Most studies on soil N cycling include measurements of dissolved N availability, microbial biomass and net N mineralization rates (e.g., Schmidt et al. 2002; Bardgett et al. 2007; Edwards and Jefferies 2013). These parameters, however, only insufficiently describe soil N cycling, as concentrations of low molecular weight N compounds in soil solution result from the equilibrium of several processes, mainly proteolytic enzyme activities (i.e., decomposition of soil organic matter and turnover of microbial biomass N), microbial N uptake and release, plant N uptake, interactions with the soil matrix and ecosystem N losses (Hart et al. 1994; Schimel and Bennett 2004; Jilling et al. 2018). A more thorough analysis of soil N dynamics hence requires measurements of microbial gross N cycling processes, e.g. by the 15N—pool dilution technique (Davidson et al. 1992; Braun et al. 2018), which is, however, relatively seldom applied, likely because of the time effort of the method. Only very few studies have analysed gross N cycling processes in arctic or alpine tundra ecosystems at more than one time point (e.g., Fisk et al. 1998; Weintraub and Schimel 2005b; Xu et al. 2021), which allows the analysis of seasonal patterns in N dynamics.

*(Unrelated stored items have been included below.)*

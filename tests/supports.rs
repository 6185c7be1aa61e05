mod util;
use util::*;

use dpf_client::mesh::TopologyFlags;
use dpf_client::prelude::*;
use dpf_client::support::cyclic::CyclicStage;
use dpf_client::support::result_info::{AnalysisType, AvailableResult, ResultInfoData};
use std::collections::BTreeMap;

/// Quad shell 100 over nodes 10..=40 plus beam 200 on its last edge.
fn plate(srv: &Server) -> MeshedRegion {
    let mesh = MeshedRegion::new(4, 2, Some(srv)).unwrap();
    let mut nodes = mesh.add_nodes(4);
    let corners = [[0.0, 0.0, 0.0], [1.0, 0.0, 0.0], [1.0, 1.0, 0.0], [0.0, 1.0, 0.0]];
    for (i, c) in corners.iter().enumerate() {
        nodes[i] = NodeRecord::new(10 * (i as i32 + 1), *c);
    }
    nodes.commit().unwrap();

    let mut elements = mesh.add_elements(2);
    elements.set(0, 100, ElementShape::Shell, &[0, 1, 2, 3]);
    elements.set(1, 200, ElementShape::Beam, &[2, 3]);
    elements.commit().unwrap();
    mesh
}

#[test]
fn mesh_exposes_derived_properties() {
    let (_engine, srv) = engine_and_server();
    let mesh = plate(&srv);
    mesh.set_unit("mm").unwrap();
    assert_eq!(mesh.num_nodes().unwrap(), 4);
    assert_eq!(mesh.num_elements().unwrap(), 2);
    assert_eq!(mesh.num_faces().unwrap(), 0);
    assert_eq!(mesh.unit().unwrap(), "mm");

    let names = mesh.available_property_names().unwrap();
    for name in ["connectivity", "coordinates", "elshape", "eltype"] {
        assert!(names.iter().any(|n| n == name), "missing {name}");
    }

    let coords = mesh.coordinates().unwrap();
    assert_eq!(coords.n_components().unwrap(), 3);
    assert_eq!(coords.entity_data_by_id(20).unwrap(), vec![1.0, 0.0, 0.0]);
    assert!(coords.support().unwrap().is_some_and(|s| s.as_mesh().is_some()));

    let conn = mesh.connectivity().unwrap();
    assert_eq!(conn.data().unwrap(), vec![0, 1, 2, 3, 2, 3]);
    assert_eq!(conn.data_pointer().unwrap(), Some(vec![0, 4]));
    assert_eq!(conn.entity_data_by_id(200).unwrap(), vec![2, 3]);

    assert_eq!(mesh.element_types().unwrap().data().unwrap(), vec![204, 302]);
    assert_eq!(mesh.element_shapes().unwrap().data().unwrap(), vec![2, 3]);
    assert_eq!(mesh.nodes_scoping().unwrap().ids().unwrap(), vec![10, 20, 30, 40]);
    assert_eq!(mesh.elements_scoping().unwrap().location().unwrap(), Location::Elemental);
    assert!(mesh.property::<Field>("no_such_property").unwrap_err().is_not_found());
}

#[test]
fn mesh_lookups_by_index_and_id() {
    let (_engine, srv) = engine_and_server();
    let mesh = plate(&srv);
    assert_eq!(mesh.node_coordinates(2).unwrap(), [1.0, 1.0, 0.0]);
    assert_eq!(mesh.element_connectivity(1).unwrap(), vec![2, 3]);
    assert_eq!(mesh.element_shape(0).unwrap(), ElementShape::Shell);
    assert_eq!(mesh.node_index_by_id(30).unwrap(), Some(2));
    assert_eq!(mesh.node_index_by_id(35).unwrap(), None);
    assert_eq!(mesh.element_index_by_id(200).unwrap(), Some(1));
    assert!(matches!(mesh.node_coordinates(4), Err(DpfError::OutOfRange(_))));
    assert_eq!(
        mesh.topology_flags().unwrap(),
        TopologyFlags {
            has_solid: false,
            has_shell: true,
            has_beam: true,
            has_point: false,
        }
    );
}

#[test]
fn mesh_batches_land_whole_or_not_at_all() {
    let (_engine, srv) = engine_and_server();
    let mesh = plate(&srv);

    let mut nodes = mesh.add_nodes(2);
    nodes[0] = NodeRecord::new(50, [2.0, 0.0, 0.0]);
    nodes[1] = NodeRecord::new(20, [2.0, 1.0, 0.0]);
    assert!(matches!(nodes.commit(), Err(DpfError::InvalidArgument(_))));
    assert_eq!(mesh.num_nodes().unwrap(), 4);

    let mut elements = mesh.add_elements(2);
    elements.set(0, 300, ElementShape::Point, &[0]);
    elements.set(1, 301, ElementShape::Beam, &[3, 9]);
    assert!(matches!(elements.commit(), Err(DpfError::InvalidArgument(_))));
    assert_eq!(mesh.num_elements().unwrap(), 2);

    // unbatched appends are never sent
    let _ = mesh.add_nodes(3);
    assert_eq!(mesh.num_nodes().unwrap(), 4);

    mesh.add_node(50, [2.0, 0.0, 0.0]).unwrap();
    mesh.add_element(300, ElementShape::Unknown, &[0, 1, 2, 3, 4, 0, 1, 2]).unwrap();
    assert_eq!(mesh.element_shape(2).unwrap(), ElementShape::Solid);
    assert!(mesh.topology_flags().unwrap().has_solid);
}

#[test]
fn mesh_named_selections_and_custom_properties() {
    let (_engine, srv) = engine_and_server();
    let mesh = plate(&srv);
    mesh.set_named_selection("edge", &scoping(&srv, &[30, 40])).unwrap();
    mesh.set_named_selection("corner", &scoping(&srv, &[10])).unwrap();
    assert_eq!(mesh.named_selections().unwrap(), vec!["edge", "corner"]);
    assert_eq!(mesh.named_selection("edge").unwrap().ids().unwrap(), vec![30, 40]);
    assert_eq!(mesh.named_selection_by_index(1).unwrap().ids().unwrap(), vec![10]);
    assert!(matches!(mesh.named_selection_by_index(2), Err(DpfError::OutOfRange(_))));
    assert!(mesh.named_selection("missing").unwrap_err().is_not_found());

    let thickness = PropertyField::scalar(1, Location::Elemental, Some(&srv)).unwrap();
    thickness.set_scoping(&Scoping::from_ids(&[100], Location::Elemental, Some(&srv)).unwrap()).unwrap();
    thickness.set_data(&[3]).unwrap();
    mesh.set_property("thickness", &thickness).unwrap();
    assert!(mesh.available_property_names().unwrap().contains(&"thickness".to_string()));
    let back: PropertyField = mesh.property("thickness").unwrap();
    assert_eq!(back.data().unwrap(), vec![3]);
}

/// Two steps: step 1 has substeps at 10 and 20 Hz, step 2 one at 30 Hz.
fn stepped_support(srv: &Server) -> TimeFreqSupport {
    let freqs = Field::scalar(2, Location::TimeFreqSteps, Some(srv)).unwrap();
    freqs.set_scoping(&Scoping::from_ids(&[1, 2], Location::TimeFreqSteps, Some(srv)).unwrap()).unwrap();
    freqs.set_data_pointer(&[0, 2]).unwrap();
    freqs.set_data(&[10.0, 20.0, 30.0]).unwrap();
    let support = TimeFreqSupport::new(Some(srv)).unwrap();
    support.set_time_frequencies(&freqs).unwrap();
    support
}

#[test]
fn time_freq_steps_and_cumulative_indices() {
    let (_engine, srv) = engine_and_server();
    let tf = stepped_support(&srv);
    assert_eq!(tf.n_sets().unwrap(), 3);
    assert_eq!(tf.frequency_by_step(1, 2, false).unwrap(), 20.0);
    assert_eq!(tf.frequency_by_step(2, 1, false).unwrap(), 30.0);
    assert_eq!(tf.frequency_by_cumulative_index(0, false).unwrap(), 10.0);
    assert_eq!(tf.cumulative_index(2, 1).unwrap(), 2);
    assert_eq!(tf.step_substep(1).unwrap(), (1, 2));
    assert_eq!(tf.step_substep(2).unwrap(), (2, 1));
    assert_eq!(tf.cumulative_index_by_frequency(30.0, false).unwrap(), 2);

    assert!(tf.frequency_by_step(3, 1, false).unwrap_err().is_not_found());
    assert!(tf.cumulative_index(1, 3).unwrap_err().is_not_found());
    assert!(tf.cumulative_index_by_frequency(15.0, false).unwrap_err().is_not_found());
    assert!(matches!(tf.step_substep(3), Err(DpfError::OutOfRange(_))));
}

#[test]
fn time_freq_optional_fields() {
    let (_engine, srv) = engine_and_server();
    let tf = TimeFreqSupport::new(Some(&srv)).unwrap();
    assert_eq!(tf.n_sets().unwrap(), 0);
    assert!(tf.time_frequencies(false).unwrap().is_none());
    assert!(tf.time_frequencies(true).unwrap().is_none());
    assert!(tf.rpms().unwrap().is_none());
    assert!(tf.harmonic_indices(0).unwrap().is_none());

    // without a scoping every value is its own step
    let freqs = Field::scalar(3, Location::TimeFreqSets, Some(&srv)).unwrap();
    freqs.set_data(&[0.1, 0.2, 0.3]).unwrap();
    tf.set_time_frequencies(&freqs).unwrap();
    let imaginary = Field::scalar(3, Location::TimeFreqSets, Some(&srv)).unwrap();
    imaginary.set_data(&[1.0, 2.0, 3.0]).unwrap();
    tf.set_complex_frequencies(&imaginary).unwrap();
    assert_eq!(tf.n_sets().unwrap(), 3);
    assert_eq!(tf.step_substep(2).unwrap(), (3, 1));
    assert_eq!(tf.frequency_by_step(2, 1, true).unwrap(), 2.0);

    let rpms = scalar_field(&srv, &[1], &[1500.0]);
    tf.set_rpms(&rpms).unwrap();
    assert_eq!(tf.rpms().unwrap().unwrap().data().unwrap(), vec![1500.0]);
    let harmonics = scalar_field(&srv, &[1, 2, 3], &[0.0, 1.0, 2.0]);
    tf.set_harmonic_indices(&harmonics, 0).unwrap();
    assert_eq!(tf.harmonic_indices(0).unwrap().unwrap().size().unwrap(), 3);
    assert!(tf.harmonic_indices(1).unwrap().is_none());
}

fn rotor(srv: &Server) -> CyclicSupport {
    let stage = CyclicStage::new(4, vec![1, 2, 3], vec![7, 8]).with_low_high(vec![(1, 3)]);
    let frame = vec![1.0, 0.0, 0.0, 0.0, 1.0, 0.0, 0.0, 0.0, 1.0];
    CyclicSupport::new(vec![stage], frame, Some(srv)).unwrap()
}

#[test]
fn cyclic_expansion_over_sectors() {
    let (_engine, srv) = engine_and_server();
    let cyc = rotor(&srv);
    assert_eq!(cyc.num_stages().unwrap(), 1);
    assert_eq!(cyc.num_sectors(0).unwrap(), 4);
    assert_eq!(cyc.base_nodes_scoping(0).unwrap().ids().unwrap(), vec![1, 2, 3]);
    assert_eq!(cyc.base_elements_scoping(0).unwrap().ids().unwrap(), vec![7, 8]);
    assert_eq!(cyc.sectors_set_for_expansion(0).unwrap().ids().unwrap(), vec![0, 1, 2, 3]);
    assert_eq!(cyc.coordinate_system().unwrap().len(), 9);

    assert_eq!(cyc.expand_node_id(2, None, 0).unwrap().ids().unwrap(), vec![2, 5, 8, 11]);
    assert_eq!(cyc.expand_node_id(3, Some(&[1, 3]), 0).unwrap().ids().unwrap(), vec![6, 12]);
    assert_eq!(cyc.expand_element_id(7, Some(&[2]), 0).unwrap().ids().unwrap(), vec![23]);

    assert!(cyc.expand_node_id(9, None, 0).unwrap_err().is_not_found());
    assert!(matches!(cyc.expand_node_id(1, Some(&[4]), 0), Err(DpfError::OutOfRange(_))));
    assert!(matches!(cyc.num_sectors(1), Err(DpfError::OutOfRange(_))));
}

#[test]
fn cyclic_interface_maps_and_validation() {
    let (_engine, srv) = engine_and_server();
    let cyc = rotor(&srv);
    let low_high = cyc.low_high_map(0).unwrap();
    assert_eq!(low_high.scoping().unwrap().ids().unwrap(), vec![1]);
    assert_eq!(low_high.data().unwrap(), vec![3]);
    let high_low = cyc.high_low_map(0).unwrap();
    assert_eq!(high_low.entity_data_by_id(3).unwrap(), vec![1]);

    let restricted = CyclicStage::new(6, vec![1], vec![1]).with_sectors_for_expansion(vec![0, 2, 4]);
    let cyc = CyclicSupport::new(vec![restricted], Vec::new(), Some(&srv)).unwrap();
    assert_eq!(cyc.expand_node_id(1, None, 0).unwrap().ids().unwrap(), vec![1, 3, 5]);

    let err = CyclicSupport::new(vec![CyclicStage::new(0, vec![1], vec![])], Vec::new(), Some(&srv)).unwrap_err();
    assert!(matches!(err, DpfError::InvalidArgument(_)));
    assert!(matches!(CyclicSupport::new(Vec::new(), Vec::new(), Some(&srv)), Err(DpfError::InvalidArgument(_))));
}

#[test]
fn generic_support_holds_named_fields() {
    let (_engine, srv) = engine_and_server();
    let support = GenericSupport::new(&Location::Zone, Some(&srv)).unwrap();
    assert_eq!(support.location().unwrap(), Location::Zone);

    let names = StringField::new(2, Location::Zone, Some(&srv)).unwrap();
    names.set_scoping(&scoping(&srv, &[1, 2])).unwrap();
    names.set_data(&["inlet", "outlet"]).unwrap();
    support.set_property("names", &names).unwrap();
    let ids = PropertyField::scalar(2, Location::Zone, Some(&srv)).unwrap();
    ids.set_data(&[11, 12]).unwrap();
    support.set_property("ids", &ids).unwrap();

    assert_eq!(support.property_names().unwrap(), vec!["names", "ids"]);
    let back: StringField = support.property("names").unwrap();
    assert_eq!(back.entity_data_by_id(2).unwrap(), vec!["outlet".to_string()]);
    assert!(matches!(support.property::<Field>("ids"), Err(DpfError::TypeMismatch(_))));
    assert!(support.property_any("none").unwrap_err().is_not_found());
}

#[test]
fn result_info_describes_available_results() {
    let (_engine, srv) = engine_and_server();
    let mut displacement = AvailableResult::new("displacement", "U", Dimensionality::vector(3), Location::Nodal);
    displacement.unit = "m".into();
    let stress = AvailableResult::new("stress", "S", Dimensionality::symmatrix(3), Location::ElementalNodal);
    let mut labels = BTreeMap::new();
    labels.insert("zone".to_string(), vec![(1, "rotor".to_string()), (2, "stator".to_string())]);
    let data = ResultInfoData {
        analysis_type: AnalysisType::Modal,
        results: vec![displacement, stress],
        qualifier_labels: labels,
        ..ResultInfoData::default()
    };
    let info = ResultInfo::new(data.clone(), Some(&srv)).unwrap();

    assert_eq!(info.describe().unwrap(), data);
    assert_eq!(info.analysis_type().unwrap(), AnalysisType::Modal);
    assert_eq!(info.n_results().unwrap(), 2);
    let u = info.result("U").unwrap().unwrap();
    assert_eq!(u.name, "displacement");
    assert_eq!(u.n_components(), 3);
    assert!(info.result("temperature").unwrap().is_none());

    assert_eq!(info.available_qualifier_labels().unwrap().values().unwrap(), vec!["zone".to_string()]);
    let zones = info.qualifier_label_support("zone").unwrap();
    let names: StringField = zones.property("names").unwrap();
    assert_eq!(names.entity_data_by_id(2).unwrap(), vec!["stator".to_string()]);
    assert!(info.qualifier_label_support("body").unwrap_err().is_not_found());
}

Besides the effect of seasonality, soil N availability and microbial N transformations are strongly dependent on the dominant plant species. Plants influence soil N cycling not only directly via root N uptake and plant-specific differences in timing of N uptake or preference for N-forms (McKane et al. 2002; Larsen et al. 2012; Pedersen et al. 2020), they also affect soil microbial processes via their impact on the composition and activity of soil microbial communities (Eskelinen et al. 2009; Gavazov et al. 2022; Koranda et al. 2023), via plant litter quality and impact on the soil organic matter quality (Dorrepaal et al. 2005; Adamczyk et al. 2016; Koranda et al. 2023). Very few studies have considered effects of plant community composition on gross N cycling in high-latitude ecosystems by comparing different vegetation types (Buckeridge et al. 2010; Marushchak et al. 2011; Ramm et al. 2022b) or by analysing microsites characterised by different plant communities (Biasi et al. 2005). Studies explicitly investigating effects of plant species or plant functional types on soil microbial N transformations are, however, to our knowledge still lacking.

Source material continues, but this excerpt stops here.